Эта книга — о том, как западноевропейские интеллектуалы изобретали Восточную Европу. Милош пишет, что восточноевропейские интеллектуалы не могли оставить без ответа навязываемые им образы и формулы, изобретенные в Западной Европе. История этих попыток дать ответ Западной Европе могла бы вылиться в еще одну книгу, где были бы описаны сложные культурные стратегии сопротивления, присвоения, защиты, совиновности и ответных атак, которые использовались в разных странах Восточной Европы. Написав книгу о Западной Европе, я хочу предоставить Европе Восточной хотя бы заключительное слово. Чей голос так звучен, чьи книги так поразительны, что их можно противопоставить блеску, эрудиции и самоуверенности философов Просвещения? Конечно, Льва Толстого; конечно, «Война и мир». Ибо тема «Войны и мира», несомненно, — самонадеянность западноевропейского вторжения в Восточную Европу.

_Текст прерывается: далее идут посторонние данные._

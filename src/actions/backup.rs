//! The backup action
//!
//! ```text
//! ValidateOptions → PrepareTemporaryDirectory → CollectFiles
//!     → DumpDatabases → CreateArchive → CopyToDestinations
//! ```
//!
//! Everything is staged in a per-run temporary directory that is removed
//! once the later tasks return, whether they succeeded or not.

use std::fs;
use std::path::{Path, PathBuf};
use std::sync::Arc;

use chrono::{DateTime, Utc};
use serde::{Deserialize, Serialize};
use tracing::{debug, info, warn};
use walkdir::WalkDir;
use zeroize::Zeroizing;

use super::archive::{Archiver, ZipArchiver};
use super::dump::{dump_filename, CommandDumper, DatabaseDumper};
use super::manifest::Manifest;
use crate::backup::{archive_filename, has_archive_extension, BackupDestinationCollection};
use crate::config::{DatabaseSource, EncryptionMethod, Settings, SourceSettings};
use crate::error::{StewardError, StewardResult};
use crate::events::Event;
use crate::pipeline::{Action, Next, Passable, Pipeline, RunContext, Task};
use crate::storage::DiskRegistry;

/// Folder inside the archive that holds database dumps
pub const DUMP_DIRECTORY: &str = "db-dumps";

/// Options of one backup run
#[derive(Debug, Clone, Default, PartialEq, Eq, Serialize, Deserialize)]
pub struct BackupOptions {
    /// Skip database dumps
    pub only_files: bool,
    /// Skip files
    pub only_db: bool,
    /// Copy to this disk only
    pub only_to_disk: Option<String>,
    /// Archive filename instead of the generated one
    pub filename: Option<String>,
}

/// Where the archive ended up
#[derive(Debug, Clone, PartialEq, Eq, Serialize)]
pub struct CopiedBackup {
    pub disk: String,
    pub path: String,
}

/// State of one backup run
#[derive(Debug, Default, Serialize)]
pub struct BackupPassable {
    pub options: BackupOptions,
    #[serde(skip)]
    pub temporary_directory: Option<PathBuf>,
    #[serde(rename = "manifest_files")]
    pub manifest: Manifest,
    pub archive_filename: Option<String>,
    #[serde(skip)]
    pub archive_path: Option<PathBuf>,
    pub archive_size: Option<u64>,
    pub copied: Vec<CopiedBackup>,
}

impl BackupPassable {
    pub fn new(options: BackupOptions) -> Self {
        Self {
            options,
            ..Self::default()
        }
    }

    fn staging_directory(&self) -> StewardResult<&Path> {
        self.temporary_directory
            .as_deref()
            .ok_or_else(|| StewardError::Io("No temporary directory has been prepared".into()))
    }
}

impl Passable for BackupPassable {}

/// Creates an archive and copies it to every destination
pub struct BackupAction {
    settings: Settings,
    registry: Arc<DiskRegistry>,
    temporary_base: PathBuf,
    dumper: Arc<dyn DatabaseDumper>,
    now: Option<DateTime<Utc>>,
}

impl BackupAction {
    /// `temporary_base` is the directory per-run staging directories are created in
    pub fn new(settings: Settings, registry: Arc<DiskRegistry>, temporary_base: PathBuf) -> Self {
        Self {
            settings,
            registry,
            temporary_base,
            dumper: Arc::new(CommandDumper),
            now: None,
        }
    }

    pub fn with_dumper(mut self, dumper: Arc<dyn DatabaseDumper>) -> Self {
        self.dumper = dumper;
        self
    }

    /// Timestamp generated filenames with a fixed moment
    pub fn at(mut self, now: DateTime<Utc>) -> Self {
        self.now = Some(now);
        self
    }
}

impl Action for BackupAction {
    type Passable = BackupPassable;

    fn name(&self) -> &'static str {
        "backup"
    }

    fn pipeline(&self) -> Pipeline<BackupPassable> {
        let backup = &self.settings.backup;
        Pipeline::new()
            .through(ValidateOptions {
                disks: backup.destination.disks.clone(),
            })
            .through(PrepareTemporaryDirectory {
                base: self.temporary_base.clone(),
            })
            .through(CollectFiles {
                source: backup.source.clone(),
            })
            .through(DumpDatabases {
                databases: backup.source.databases.clone(),
                dumper: Arc::clone(&self.dumper),
            })
            .through(CreateArchive {
                filename_prefix: backup.destination.filename_prefix.clone(),
                password: backup.password.clone().map(Zeroizing::new),
                encryption: backup.encryption,
                now: self.now,
            })
            .through(CopyToDestinations {
                registry: Arc::clone(&self.registry),
                backup_name: backup.name.clone(),
                disks: backup.destination.disks.clone(),
            })
    }
}

/// Rejects option combinations before anything is written
pub struct ValidateOptions {
    disks: Vec<String>,
}

impl Task<BackupPassable> for ValidateOptions {
    fn name(&self) -> &'static str {
        "validate_options"
    }

    fn handle(
        &self,
        passable: &mut BackupPassable,
        ctx: &RunContext<'_>,
        next: Next<'_, BackupPassable>,
    ) -> StewardResult<()> {
        let options = &passable.options;

        if options.only_db && options.only_files {
            return Err(StewardError::Config(
                "Cannot use `only-db` and `only-files` together".into(),
            ));
        }

        if let Some(filename) = &options.filename {
            if !has_archive_extension(filename) {
                return Err(StewardError::Config(format!(
                    "Filename `{}` must end in .zip",
                    filename
                )));
            }
            if filename.contains('/') || filename.contains('\\') {
                return Err(StewardError::Config(format!(
                    "Filename `{}` must not contain a path",
                    filename
                )));
            }
        }

        if let Some(disk) = &options.only_to_disk {
            if !self.disks.contains(disk) {
                return Err(StewardError::Config(format!(
                    "Disk `{}` is not configured as a backup destination",
                    disk
                )));
            }
        }

        next.run(passable, ctx)
    }
}

/// Creates the staging directory and removes it once the rest has run
pub struct PrepareTemporaryDirectory {
    base: PathBuf,
}

impl Task<BackupPassable> for PrepareTemporaryDirectory {
    fn name(&self) -> &'static str {
        "prepare_temporary_directory"
    }

    fn handle(
        &self,
        passable: &mut BackupPassable,
        ctx: &RunContext<'_>,
        next: Next<'_, BackupPassable>,
    ) -> StewardResult<()> {
        fs::create_dir_all(&self.base).map_err(|e| {
            StewardError::Io(format!("Failed to create temporary directory: {}", e))
        })?;
        let staging = tempfile::Builder::new()
            .prefix("backup-")
            .tempdir_in(&self.base)
            .map_err(|e| {
                StewardError::Io(format!("Failed to create temporary directory: {}", e))
            })?;
        debug!(path = %staging.path().display(), "Prepared temporary directory");

        passable.temporary_directory = Some(staging.path().to_path_buf());
        let result = next.run(passable, ctx);
        passable.temporary_directory = None;
        passable.archive_path = None;

        let path = staging.path().to_path_buf();
        if let Err(err) = staging.close() {
            warn!(path = %path.display(), error = %err, "Could not remove temporary directory");
        }
        result
    }
}

/// Walks the include roots and adds every file that is not excluded
pub struct CollectFiles {
    source: SourceSettings,
}

impl CollectFiles {
    fn is_excluded(&self, path: &Path, staging: Option<&Path>) -> bool {
        self.source.exclude.iter().any(|excluded| path.starts_with(excluded))
            || staging.is_some_and(|staging| path.starts_with(staging))
    }
}

impl Task<BackupPassable> for CollectFiles {
    fn name(&self) -> &'static str {
        "collect_files"
    }

    fn handle(
        &self,
        passable: &mut BackupPassable,
        ctx: &RunContext<'_>,
        next: Next<'_, BackupPassable>,
    ) -> StewardResult<()> {
        if passable.options.only_db {
            return next.run(passable, ctx);
        }

        let staging = passable.temporary_directory.clone();
        let relative_to = self.source.relative_path.as_deref();

        for root in &self.source.include {
            if !root.exists() {
                warn!(path = %root.display(), "Included path does not exist");
                continue;
            }

            let walker = WalkDir::new(root)
                .follow_links(self.source.follow_links)
                .sort_by_file_name()
                .into_iter()
                .filter_entry(|entry| !self.is_excluded(entry.path(), staging.as_deref()));

            for entry in walker {
                match entry {
                    Ok(entry) if entry.file_type().is_file() => {
                        passable.manifest.add_file(entry.path(), relative_to);
                    }
                    Ok(_) => {}
                    Err(err) => warn!(error = %err, "Skipping unreadable path"),
                }
            }
        }

        debug!(files = passable.manifest.len(), "Collected files");
        next.run(passable, ctx)
    }
}

/// Runs every configured database dump into the staging directory
pub struct DumpDatabases {
    databases: Vec<DatabaseSource>,
    dumper: Arc<dyn DatabaseDumper>,
}

impl Task<BackupPassable> for DumpDatabases {
    fn name(&self) -> &'static str {
        "dump_databases"
    }

    fn handle(
        &self,
        passable: &mut BackupPassable,
        ctx: &RunContext<'_>,
        next: Next<'_, BackupPassable>,
    ) -> StewardResult<()> {
        if passable.options.only_files || self.databases.is_empty() {
            return next.run(passable, ctx);
        }

        let dump_directory = passable.staging_directory()?.join(DUMP_DIRECTORY);
        fs::create_dir_all(&dump_directory).map_err(|e| {
            StewardError::Io(format!("Failed to create dump directory: {}", e))
        })?;

        for database in &self.databases {
            let filename = dump_filename(database);
            let target = dump_directory.join(&filename);
            self.dumper.dump(database, &target)?;
            passable
                .manifest
                .add(target, format!("{}/{}", DUMP_DIRECTORY, filename));
        }

        next.run(passable, ctx)
    }
}

/// Zips the manifest into the staging directory
pub struct CreateArchive {
    filename_prefix: String,
    password: Option<Zeroizing<String>>,
    encryption: EncryptionMethod,
    now: Option<DateTime<Utc>>,
}

impl Task<BackupPassable> for CreateArchive {
    fn name(&self) -> &'static str {
        "create_archive"
    }

    fn handle(
        &self,
        passable: &mut BackupPassable,
        ctx: &RunContext<'_>,
        next: Next<'_, BackupPassable>,
    ) -> StewardResult<()> {
        if passable.manifest.is_empty() {
            return Err(StewardError::EmptyManifest);
        }
        ctx.emit(Event::ManifestCreated {
            file_count: passable.manifest.len(),
        });

        let filename = passable.options.filename.clone().unwrap_or_else(|| {
            archive_filename(&self.filename_prefix, self.now.unwrap_or_else(Utc::now))
        });
        let path = passable.staging_directory()?.join(&filename);

        let mut archiver = ZipArchiver::new();
        archiver.open(&path)?;
        if let Some(password) = &self.password {
            archiver.set_password(password);
            archiver.set_encryption(self.encryption);
        }
        for entry in passable.manifest.entries() {
            archiver.add_file(&entry.source, &entry.name)?;
        }
        let size = archiver.close()?;

        info!(archive = %filename, size, files = passable.manifest.len(), "Created archive");
        ctx.emit(Event::ArchiveCreated {
            path: filename.clone(),
            size,
        });

        passable.archive_filename = Some(filename);
        passable.archive_path = Some(path);
        passable.archive_size = Some(size);
        next.run(passable, ctx)
    }
}

/// Copies the archive to each destination, stopping at the first failure
pub struct CopyToDestinations {
    registry: Arc<DiskRegistry>,
    backup_name: String,
    disks: Vec<String>,
}

impl Task<BackupPassable> for CopyToDestinations {
    fn name(&self) -> &'static str {
        "copy_to_destinations"
    }

    fn handle(
        &self,
        passable: &mut BackupPassable,
        ctx: &RunContext<'_>,
        next: Next<'_, BackupPassable>,
    ) -> StewardResult<()> {
        let archive = passable
            .archive_path
            .clone()
            .ok_or_else(|| StewardError::Archive("No archive has been created".into()))?;

        let mut destinations =
            BackupDestinationCollection::for_disks(&self.registry, &self.backup_name, &self.disks);
        if let Some(disk) = &passable.options.only_to_disk {
            destinations = destinations.only_disk(disk)?;
        }

        for destination in destinations.iter_mut() {
            if !destination.is_reachable() {
                return Err(destination.connection_failure());
            }

            let path = destination.write(&archive)?;
            ctx.emit(Event::BackupCopied {
                disk: destination.disk_name().to_string(),
                backup_name: destination.backup_name().to_string(),
                path: path.clone(),
            });
            passable.copied.push(CopiedBackup {
                disk: destination.disk_name().to_string(),
                path,
            });
        }

        next.run(passable, ctx)
    }
}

Драматическую напряженность его описанию придают взаимоотношения Толстого с французскими источниками вроде мемуаров Филиппа-Поля де Сегюра и многих других; Толстой зависит от них, стремясь воссоздать французское восприятие событий, и одновременно хочет дистанцироваться от него. Он даже прямо цитирует французские источники, хотя и с неизменной иронией, например называя Москву «азиатской столицей» с ее похожими на «китайские пагоды» церквями. В «Войне и мире» сам Наполеон, завидев Москву, взволнованно говорит об «этом азиатском городе с бесчисленными церквями», а затем представляет его в виде «восточной красавицы», которую он вот-вот лишит невинности. Он требует карту: «В ясном, утреннем свете он смотрел то на город, то на план, проверяя подробности этого города, и уверенность обладания волновала и ужасала его». Увлеченность Наполеона картой и подразумеваемая связь между нанесением на карту и обладанием показывают, как ясно понимал Толстой просвещенческую концепцию Восточной Европы. Более того, пока Наполеон переводит взгляд с карты на город и обратно, Толстой вновь иронично демонстрирует свое понимание этой концепции. Наполеон в его описании глядит на «древние памятники варварства и деспотизма» и исполняется решимости показать русским «значение истинной цивилизации»[935].